OK, they really didn't sing that, but it was heard in Judge Jane Magnus-Stinson's courtroom. Ruling on a motion to dismiss, the Chief Judge of Indiana's Southern District reminded all parties to the action of this fact, and in a moment of legal levity incorporated the band's song lyrics into her ruling. As court opinions go, it's not without humor. There are more references to the self-described World's Greatest Rock n Roll Band, but I won't spoil the story. You can see the full opinion here.

First, some background: In April 2015 concert promoter Global Live Inc. entered into an agreement with Indianapolis Motor Speedway (IMS) to host a Rolling Stones concert that took place in July 2015. As part of the agreement, IMS required Global Live to secure insurance coverage for the event. ProSight Insurance Group issued a general liability policy naming IMS as the Certificate Holder and listing them as additional insureds.

Two concertgoers tripped on a curb in a tunnel while on their way to the parking lot after the show and subsequently sued IMS for their injuries. IMS, in turn, sued Global Live and ProSight for breach of contract and sued ProSight for breach of duty of good faith and fair dealing. The defendants then filed a motion to dismiss the lawsuit.

In its motion to allow the case to move forward, the court reaffirmed the importance of establishing a clear understanding between the insured, the insured's broker and the insurer. Central to the issue is the additional insured language contained on the certificate of insurance provided to IMS by Global Live's broker.
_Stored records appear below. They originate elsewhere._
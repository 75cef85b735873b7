//! The built-in Pharmacy First catalog.

use std::sync::Arc;

use once_cell::sync::Lazy;

use super::model::{Catalog, Condition, PharmacyPathway};
use super::repository::CatalogRepository;
use crate::error::{Result, TriageError};
use crate::session::Gender;

static BUILTIN: Lazy<Arc<Catalog>> = Lazy::new(|| {
    Arc::new(Catalog {
        conditions: default_conditions(),
    })
});

/// Returns the process-wide built-in catalog.
///
/// The catalog is built once on first access and never mutated.
pub fn builtin_catalog() -> Arc<Catalog> {
    Arc::clone(&BUILTIN)
}

/// Read-only repository serving the built-in catalog.
#[derive(Debug, Default, Clone, Copy)]
pub struct BuiltinCatalogRepository;

impl CatalogRepository for BuiltinCatalogRepository {
    fn load(&self) -> Result<Catalog> {
        Ok(builtin_catalog().as_ref().clone())
    }

    fn save(&self, _catalog: &Catalog) -> Result<()> {
        Err(TriageError::config("the built-in catalog is read-only"))
    }
}

fn strings(items: &[&str]) -> Vec<String> {
    items.iter().map(|s| s.to_string()).collect()
}

fn default_conditions() -> Vec<Condition> {
    vec![
        Condition {
            id: "uti".to_string(),
            name: "Urinary Tract Infection".to_string(),
            symptoms: strings(&["Painful urination", "Frequent urination", "Urgency"]),
            red_flags: strings(&["Blood in urine", "Severe abdominal pain"]),
            otc_options: strings(&[
                "Increased water intake",
                "Pain relievers like ibuprofen",
                "Urinary alkalinizers (e.g., potassium citrate)",
            ]),
            escalation_criteria: strings(&[
                "Symptoms persist after 2-3 days",
                "Blood in urine",
                "Fever or back pain (potential kidney infection)",
            ]),
            pharmacy_pathway: Some(PharmacyPathway {
                gender: Some(Gender::Female),
                min_age: 16,
                max_age: 64,
            }),
        },
        Condition {
            id: "shingles".to_string(),
            name: "Shingles".to_string(),
            symptoms: strings(&["Painful rash", "Blisters", "Tingling sensation"]),
            red_flags: strings(&["Eye involvement", "Widespread rash"]),
            otc_options: strings(&[
                "Calamine lotion",
                "Pain relievers like acetaminophen",
                "Cool compresses for blisters",
            ]),
            escalation_criteria: strings(&[
                "Rash near eyes or ears",
                "Severe pain",
                "Need for antiviral medications",
            ]),
            pharmacy_pathway: None,
        },
        Condition {
            id: "impetigo".to_string(),
            name: "Impetigo".to_string(),
            symptoms: strings(&["Red sores", "Blisters", "Honey-colored crusts"]),
            red_flags: strings(&["Fever", "Swollen lymph nodes"]),
            otc_options: strings(&[
                "Gentle cleansing with soap and water",
                "Antibiotic ointments (e.g., Neosporin)",
                "Covering the area",
            ]),
            escalation_criteria: strings(&[
                "Infection spreads",
                "Needs oral antibiotics",
                "Fever or painful sores",
            ]),
            pharmacy_pathway: None,
        },
        Condition {
            id: "insect_bite".to_string(),
            name: "Infected Insect Bite".to_string(),
            symptoms: strings(&["Swelling", "Redness", "Itching"]),
            red_flags: strings(&["Difficulty breathing", "Severe swelling"]),
            otc_options: strings(&[
                "Antihistamine creams",
                "Hydrocortisone cream",
                "Antiseptic creams",
            ]),
            escalation_criteria: strings(&[
                "Severe allergic reaction",
                "Spreading redness",
                "Fever or flu-like symptoms",
            ]),
            pharmacy_pathway: None,
        },
        Condition {
            id: "sore_throat".to_string(),
            name: "Sore Throat".to_string(),
            symptoms: strings(&["Pain when swallowing", "Swollen glands", "Fever"]),
            red_flags: strings(&["Difficulty breathing", "Drooling"]),
            otc_options: strings(&[
                "Throat lozenges",
                "Saltwater gargling",
                "Pain relievers like ibuprofen",
            ]),
            escalation_criteria: strings(&[
                "Difficulty swallowing",
                "High fever",
                "Symptoms last more than a week",
            ]),
            pharmacy_pathway: None,
        },
        Condition {
            id: "sinusitis".to_string(),
            name: "Sinusitis".to_string(),
            symptoms: strings(&["Facial pain", "Nasal discharge", "Reduced sense of smell"]),
            red_flags: strings(&["Severe headache", "Visual changes"]),
            otc_options: strings(&[
                "Nasal decongestant sprays",
                "Saline nasal irrigation",
                "Pain relievers like ibuprofen",
            ]),
            escalation_criteria: strings(&[
                "Symptoms last more than 10 days",
                "Severe symptoms or high fever",
                "Recurring sinusitis episodes",
            ]),
            pharmacy_pathway: None,
        },
        Condition {
            id: "otitis_media".to_string(),
            name: "Acute Otitis Media".to_string(),
            symptoms: strings(&["Ear pain", "Difficulty hearing", "Fever"]),
            red_flags: strings(&["Swelling behind the ear", "Facial weakness"]),
            otc_options: strings(&["Pain relievers like ibuprofen", "Warm compress"]),
            escalation_criteria: strings(&[
                "Children under 6 months",
                "High fever or severe pain",
                "Symptoms last more than 2-3 days",
            ]),
            pharmacy_pathway: None,
        },
    ]
}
Who is an insured, and under what circumstances are at the core of the dispute, suggesting a likely disconnect between the parties to the action.

If the lawsuit proceeds, the contract, insurance certificate and policy issues (with all the added complexities of event insurance) will likely be examined - are the terms and coverages in the policy in line with those requested and described in the contract? What was represented on the certificate of insurance? Was it reviewed for compliance with the contract? What was the broker's role? The list goes on…

The lesson here is that all parties must be aware of the intent and language in any related agreements and ensure the policy provisions, endorsements, exclusions and supporting documentation are aligned with the underlying contract.

Clearly, there's nothing amusing about the injuries suffered. And as the judge notes in her conclusion, the best-case scenario is that the parties will be able to settle their differences outside the courtroom.

Hopefully, all parties will get some Satisfaction in the end.